Authorities in Bali are handing out on-the-spot push-up punishments to foreigners not complying with the countries coronavirus health protocols.
The ‘innovative’ punishment has gone viral on social media, with the phrase “naughty bule” – “bule” being an Indonesian word for Caucasians.
All those in Bali are required to wear face masks. In September, authorities starting fining those who didn’t comply.
The fine is 100,000 rupiah – which converts to $9AUD.
Anyone not wearing a mask is being asked to do 50 push-ups in the scorching hot Balinese sunshine, while those who were wearing masks incorrectly had to do 15.
Those not wanting to sweat out their crime, can just opt to pay the fine.
According to a report by the ABC, 80 per cent of people who had been fined for violating Bali’s COVID-19 regulations were foreigners, mostly from Europe.
Kuta and Seminyak beaches are being patrolled more often than usual, as these are the areas with the highest number of offenses; with 8,864 logged just this week.
Obviously, those who commit major offenses, talk back to authorities or show resistance will get fined automatically, but those who commit minor mistakes, such as bringing their mask but not wearing it, and are honest about their blunder are being asked to do a sort of dare or community service, such as do push-ups or sweep the street.
Although many Aussies have apparently been cautioned for not wearing their masks, none have been fined just yet.
Let’s just hope they’ve got some good core and arm strength.

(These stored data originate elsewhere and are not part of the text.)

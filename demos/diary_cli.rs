//! Seed a diary from the network, then create, edit and remove a few entries.
//!
//! Set `DIARYFOLD_SEED_URL` to point at another record source. If the fetch
//! fails the diary simply starts empty.

use diaryfold::{
    Emotion, EntryStore, HttpSeedSource, SeedConfig, SeedLoader, validate_edit_content,
};

fn print_summary(store: &mut EntryStore) {
    println!("Entries: {}", store.len());
    let stats = *store.analytics();
    println!("  good: {}", stats.good_count);
    println!("  bad:  {}", stats.bad_count);
    match stats.ratio_display() {
        Some(ratio) => println!("  good ratio: {ratio}%"),
        None => println!("  good ratio: n/a (no entries)"),
    }
}

#[tokio::main]
async fn main() -> Result<(), Box<dyn std::error::Error>> {
    let config = SeedConfig::default().with_env_overrides()?;
    let source = HttpSeedSource::from_config(&config)?;
    let mut loader = SeedLoader::from_config(&config);
    let mut store = EntryStore::new();

    match loader.load(&mut store, &source).await {
        Ok(n) => println!("Seeded {n} entries from {}", source.url()),
        Err(e) => println!("Could not seed from {}: {e}", source.url()),
    }
    print_summary(&mut store);

    let id = store.create("me", "Finished the release today", Emotion::new(5)?);
    println!("\nCreated entry #{id}");

    for attempt in ["ok", "Finished the release today, finally"] {
        match validate_edit_content(attempt) {
            Ok(()) => {
                store.edit(id, attempt);
                println!("Edited entry #{id}");
            }
            Err(e) => println!("Rejected edit {attempt:?}: {e}"),
        }
    }

    if let Some(oldest) = store.entries().last().map(|e| e.id) {
        store.remove(oldest);
        println!("Removed entry #{oldest}");
    }

    println!("\nLatest entries:");
    for entry in store.entries().iter().take(3) {
        println!(
            "  #{} [{}] {}: {}",
            entry.id, entry.emotion, entry.author, entry.content
        );
    }
    println!();
    print_summary(&mut store);

    Ok(())
}
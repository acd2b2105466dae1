//! Checks the presentation layer runs before handing input to the store.
//!
//! The store accepts any content; rejecting short edits is the caller's job.

use crate::error::DiaryError;

/// Minimum length of edited content, in characters.
pub const MIN_EDIT_CONTENT_LEN: usize = 5;

/// Reject edited content shorter than [`MIN_EDIT_CONTENT_LEN`] characters.
///
/// Length counts Unicode scalar values, so `"일기 쓰기"` is five characters.
///
/// # Examples
///
/// ```
/// use diaryfold::validate_edit_content;
///
/// assert!(validate_edit_content("fine day").is_ok());
/// assert!(validate_edit_content("meh").is_err());
/// ```
pub fn validate_edit_content(content: &str) -> Result<(), DiaryError> {
    let actual = content.chars().count();
    if actual < MIN_EDIT_CONTENT_LEN {
        return Err(DiaryError::ContentTooShort {
            min: MIN_EDIT_CONTENT_LEN,
            actual,
        });
    }
    Ok(())
}
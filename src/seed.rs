//! One-shot seeding of the store from an external record source.
//!
//! A seed source yields raw `{sender, body}` records. The loader keeps the
//! first `batch_size` of them, numbers them from the store's own identity
//! counter, gives each a random mood, and installs the batch with a single
//! INIT. A failed fetch is reported once and leaves the store untouched.

use crate::config::SeedConfig;
use crate::entry::{Emotion, Entry, EntryId};
use crate::error::SeedError;
use crate::event::now_millis;
use crate::store::EntryStore;
use rand::distributions::Standard;
use rand::rngs::StdRng;
use rand::{Rng, SeedableRng};
use reqwest::Client;
use serde::{Deserialize, Serialize};
use std::future::Future;

/// A record as delivered by the seed source.
///
/// Only the sender and body are used. Sources that name the sender `email`
/// are accepted as is; any other fields are ignored.
#[derive(Debug, Clone, PartialEq, Eq, Serialize, Deserialize)]
pub struct RawRecord {
    #[serde(alias = "email")]
    pub sender: String,
    pub body: String,
}

impl RawRecord {
    pub fn new(sender: impl Into<String>, body: impl Into<String>) -> Self {
        RawRecord {
            sender: sender.into(),
            body: body.into(),
        }
    }
}

/// Something that can produce the seed records once.
pub trait SeedSource {
    fn fetch(&self) -> impl Future<Output = Result<Vec<RawRecord>, SeedError>> + Send;
}

/// Fetches seed records as a JSON array over HTTP.
#[derive(Debug, Clone)]
pub struct HttpSeedSource {
    client: Client,
    url: String,
}

impl HttpSeedSource {
    pub fn new(url: impl Into<String>) -> Self {
        HttpSeedSource {
            client: Client::new(),
            url: url.into(),
        }
    }

    pub fn with_client(client: Client, url: impl Into<String>) -> Self {
        HttpSeedSource {
            client,
            url: url.into(),
        }
    }

    /// Build a source for `config.url` with the configured timeout.
    ///
    /// # Errors
    ///
    /// Returns [`SeedError::Http`] if the HTTP client cannot be built.
    pub fn from_config(config: &SeedConfig) -> Result<Self, SeedError> {
        let client = Client::builder().timeout(config.timeout()).build()?;
        Ok(HttpSeedSource {
            client,
            url: config.url.clone(),
        })
    }

    pub fn url(&self) -> &str {
        &self.url
    }
}

impl SeedSource for HttpSeedSource {
    async fn fetch(&self) -> Result<Vec<RawRecord>, SeedError> {
        let response = self.client.get(&self.url).send().await?;
        let status = response.status();
        if !status.is_success() {
            return Err(SeedError::Status(status));
        }
        let body = response.text().await?;
        Ok(serde_json::from_str(&body)?)
    }
}

/// A fixed set of records, for offline use and tests.
#[derive(Debug, Clone, Default)]
pub struct StaticSeedSource {
    records: Vec<RawRecord>,
}

impl StaticSeedSource {
    pub fn new(records: Vec<RawRecord>) -> Self {
        StaticSeedSource { records }
    }
}

impl SeedSource for StaticSeedSource {
    async fn fetch(&self) -> Result<Vec<RawRecord>, SeedError> {
        Ok(self.records.clone())
    }
}

/// Maps raw records into entries and installs them as the initial collection.
#[derive(Debug)]
pub struct SeedLoader {
    batch_size: usize,
    rng: StdRng,
}

impl SeedLoader {
    /// A loader keeping at most `batch_size` records, with an OS-seeded RNG.
    pub fn new(batch_size: usize) -> Self {
        SeedLoader {
            batch_size,
            rng: StdRng::from_entropy(),
        }
    }

    pub fn from_config(config: &SeedConfig) -> Self {
        Self::new(config.batch_size)
    }

    /// Use a fixed RNG seed so emotions are reproducible.
    pub fn with_seed(mut self, seed: u64) -> Self {
        self.rng = StdRng::seed_from_u64(seed);
        self
    }

    pub fn batch_size(&self) -> usize {
        self.batch_size
    }

    /// Fetch the raw records. Not retried.
    ///
    /// # Errors
    ///
    /// Whatever the source reports.
    pub async fn fetch<S: SeedSource>(&self, source: &S) -> Result<Vec<RawRecord>, SeedError> {
        source
            .fetch()
            .await
            .inspect_err(|e| log::warn!("diaryfold: seed fetch failed: {e}"))
    }

    /// Map one record into an entry with the given id.
    ///
    /// The mood is drawn uniformly from 1..=5 and the creation date is now.
    pub fn map_record(&mut self, id: EntryId, record: RawRecord) -> Entry {
        Entry {
            id,
            author: record.sender,
            content: record.body,
            emotion: self.rng.sample::<Emotion, _>(Standard),
            created_date: now_millis(),
        }
    }

    /// Map the first `batch_size` records, drawing ids from the store's
    /// counter in order, and install them with a single INIT.
    ///
    /// Returns the number of entries installed.
    pub fn install(&mut self, store: &mut EntryStore, records: Vec<RawRecord>) -> usize {
        let mut batch = Vec::with_capacity(records.len().min(self.batch_size));
        for record in records.into_iter().take(self.batch_size) {
            let id = store.reserve_id();
            batch.push(self.map_record(id, record));
        }
        let installed = batch.len();
        store.init(batch);
        log::info!("diaryfold: seeded {installed} entries");
        installed
    }

    /// Fetch from `source` and install the result.
    ///
    /// # Errors
    ///
    /// On a failed fetch the store is left exactly as it was.
    pub async fn load<S: SeedSource>(
        &mut self,
        store: &mut EntryStore,
        source: &S,
    ) -> Result<usize, SeedError> {
        let records = self.fetch(source).await?;
        Ok(self.install(store, records))
    }
}

impl Default for SeedLoader {
    fn default() -> Self {
        Self::new(SeedConfig::DEFAULT_BATCH_SIZE)
    }
}
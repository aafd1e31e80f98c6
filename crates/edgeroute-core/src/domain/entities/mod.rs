pub mod descriptor;
pub mod document;
pub mod manifest;
pub mod pattern;
pub mod resolved;

pub use crate::domain::DomainError;
pub use descriptor::RouteDescriptor;
pub use document::ConfigDocument;
pub use manifest::{BuildManifest, BuildOutputs, ManifestEntry};
pub use pattern::{PatternShape, RoutePattern, Segment, Specificity};
pub use resolved::ResolvedRoutes;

Locals have argued that the breaching of health protocols during the pandemic showed how non-locals and tourists do not respect the local culture. Which is something that has been an issues in destinations such as Bali, for a long time.
Hopefully post-pandemic, this mindset will change.
According to Indonesia’s National COVID-19 Task Force, the compliance rate for wearing masks in Bali is 96.5 per cent, while maintaining physical distancing is 92 per cent, which makes the island’s compliance with COVID-19 protocols the best in Indonesia.